Send back the entries exactly as they were given.

•••••

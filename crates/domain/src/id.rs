//! Typed identifiers.
//!
//! Devices and sensors are addressed by the integer id the device registry
//! assigns them. Triggers get a random UUID when the factory registers them
//! so fired events can be routed back to the rule that owns the trigger.

use std::fmt;
use std::str::FromStr;

use serde::{Deserialize, Serialize};

/// Identifier of a device or sensor in the external registry.
///
/// Never a direct reference: devices can be removed or reloaded between
/// rule definition and rule evaluation, so every use goes through a lookup.
#[derive(
    Debug, Clone, Copy, Default, PartialEq, Eq, PartialOrd, Ord, Hash, Serialize, Deserialize,
)]
#[serde(transparent)]
pub struct DeviceId(u64);

impl DeviceId {
    #[must_use]
    pub const fn new(id: u64) -> Self {
        Self(id)
    }

    #[must_use]
    pub const fn as_u64(self) -> u64 {
        self.0
    }
}

impl From<u64> for DeviceId {
    fn from(id: u64) -> Self {
        Self(id)
    }
}

impl TryFrom<i64> for DeviceId {
    type Error = std::num::TryFromIntError;

    fn try_from(id: i64) -> Result<Self, Self::Error> {
        u64::try_from(id).map(Self)
    }
}

impl fmt::Display for DeviceId {
    fn fmt(&self, f: &mut fmt::Formatter<'_>) -> fmt::Result {
        self.0.fmt(f)
    }
}

impl FromStr for DeviceId {
    type Err = std::num::ParseIntError;

    fn from_str(s: &str) -> Result<Self, Self::Err> {
        s.parse().map(Self)
    }
}

/// Identifier of a registered trigger.
#[derive(Debug, Clone, Copy, PartialEq, Eq, Hash, Serialize, Deserialize)]
pub struct TriggerId(uuid::Uuid);

impl Default for TriggerId {
    fn default() -> Self {
        Self(uuid::Uuid::new_v4())
    }
}

impl TriggerId {
    /// Generate a new random identifier.
    #[must_use]
    pub fn new() -> Self {
        Self::default()
    }

    /// Access the inner UUID.
    #[must_use]
    pub fn as_uuid(self) -> uuid::Uuid {
        self.0
    }
}

impl fmt::Display for TriggerId {
    fn fmt(&self, f: &mut fmt::Formatter<'_>) -> fmt::Result {
        self.0.fmt(f)
    }
}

•••••

● WRITTEN REPLY
filename crates/domain/src/id.rs
//! Typed identifiers.
//!
//! Devices and sensors are addressed by the integer id the device registry
//! assigns them. Triggers get a random UUID when the factory registers them
//! so fired events can be routed back to the rule that owns the trigger.

use std::fmt;
use std::str::FromStr;

use serde::{Deserialize, Serialize};

/// Identifier of a device or sensor in the external registry.
///
/// Never a direct reference: devices can be removed or reloaded between
/// rule definition and rule evaluation, so every use goes through a lookup.
#[derive(
    Debug, Clone, Copy, Default, PartialEq, Eq, PartialOrd, Ord, Hash, Serialize, Deserialize,
)]
#[serde(transparent)]
pub struct DeviceId(u64);

impl DeviceId {
    #[must_use]
    pub const fn new(id: u64) -> Self {
        Self(id)
    }

    #[must_use]
    pub const fn as_u64(self) -> u64 {
        self.0
    }
}

impl From<u64> for DeviceId {
    fn from(id: u64) -> Self {
        Self(id)
    }
}

impl TryFrom<i64> for DeviceId {
    type Error = std::num::TryFromIntError;

    fn try_from(id: i64) -> Result<Self, Self::Error> {
        u64::try_from(id).map(Self)
    }
}

impl fmt::Display for DeviceId {
    fn fmt(&self, f: &mut fmt::Formatter<'_>) -> fmt::Result {
        self.0.fmt(f)
    }
}

impl FromStr for DeviceId {
    type Err = std::num::ParseIntError;

    fn from_str(s: &str) -> Result<Self, Self::Err> {
        s.parse().map(Self)
    }
}

/// Identifier of a registered trigger.
#[derive(Debug, Clone, Copy, PartialEq, Eq, Hash, Serialize, Deserialize)]
pub struct TriggerId(uuid::Uuid);

impl Default for TriggerId {
    fn default() -> Self {
        Self(uuid::Uuid::new_v4())
    }
}

impl TriggerId {
    /// Generate a new random identifier.
    #[must_use]
    pub fn new() -> Self {
        Self::default()
    }

    /// Access the inner UUID.
    #[must_use]
    pub fn as_uuid(self) -> uuid::Uuid {
        self.0
    }
}

impl fmt::Display for TriggerId {
    fn fmt(&self, f: &mut fmt::Formatter<'_>) -> fmt::Result {
        self.0.fmt(f)
    }
}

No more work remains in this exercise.